This exercise calls for every record to be set down again, exactly and in full.

..........

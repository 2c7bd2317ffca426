use schemars::JsonSchema;
use serde::{Deserialize, Serialize};
use std::fmt;

/// Identifier of a placeholder within one template expansion.
#[derive(
    Serialize, Deserialize, Debug, Clone, Copy, PartialEq, Eq, Hash, PartialOrd, Ord, JsonSchema,
)]
pub struct PlaceholderId(pub usize);

impl fmt::Display for PlaceholderId {
    fn fmt(&self, f: &mut fmt::Formatter<'_>) -> fmt::Result {
        write!(f, "#{}", self.0)
    }
}

/// A live placeholder in the rendered text. All offsets share the same value (linked editing).
#[derive(Serialize, Deserialize, Debug, Clone, PartialEq, Eq, JsonSchema)]
pub struct PlaceholderSpan {
    pub id: PlaceholderId,
    pub name: String,
    /// Byte offsets of every occurrence in `RenderedBuffer::text`.
    pub offsets: Vec<usize>,
    /// Byte length of the rendered value.
    pub length: usize,
    /// Values the user may cycle through; empty for plain placeholders.
    pub choices: Vec<String>,
    /// Index into `choices` of the active value.
    pub current: usize,
}

/// Result of expanding a template.
#[derive(Serialize, Deserialize, Debug, Clone, Default, PartialEq, Eq, JsonSchema)]
pub struct RenderedBuffer {
    pub text: String,
    pub placeholders: Vec<PlaceholderSpan>,
    /// Offset of the `${cursor}` placeholder, if the template has one.
    pub cursor: Option<usize>,
}

impl RenderedBuffer {
    pub fn placeholder(&self, name: &str) -> Option<&PlaceholderSpan> {
        self.placeholders.iter().find(|p| p.name == name)
    }
}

..........

**THE ANSWER**.
repository 2c7bd2317ffca426
use schemars::JsonSchema;
use serde::{Deserialize, Serialize};
use std::fmt;

/// Identifier of a placeholder within one template expansion.
#[derive(
    Serialize, Deserialize, Debug, Clone, Copy, PartialEq, Eq, Hash, PartialOrd, Ord, JsonSchema,
)]
pub struct PlaceholderId(pub usize);

impl fmt::Display for PlaceholderId {
    fn fmt(&self, f: &mut fmt::Formatter<'_>) -> fmt::Result {
        write!(f, "#{}", self.0)
    }
}

/// A live placeholder in the rendered text. All offsets share the same value (linked editing).
#[derive(Serialize, Deserialize, Debug, Clone, PartialEq, Eq, JsonSchema)]
pub struct PlaceholderSpan {
    pub id: PlaceholderId,
    pub name: String,
    /// Byte offsets of every occurrence in `RenderedBuffer::text`.
    pub offsets: Vec<usize>,
    /// Byte length of the rendered value.
    pub length: usize,
    /// Values the user may cycle through; empty for plain placeholders.
    pub choices: Vec<String>,
    /// Index into `choices` of the active value.
    pub current: usize,
}

/// Result of expanding a template.
#[derive(Serialize, Deserialize, Debug, Clone, Default, PartialEq, Eq, JsonSchema)]
pub struct RenderedBuffer {
    pub text: String,
    pub placeholders: Vec<PlaceholderSpan>,
    /// Offset of the `${cursor}` placeholder, if the template has one.
    pub cursor: Option<usize>,
}

impl RenderedBuffer {
    pub fn placeholder(&self, name: &str) -> Option<&PlaceholderSpan> {
        self.placeholders.iter().find(|p| p.name == name)
    }
}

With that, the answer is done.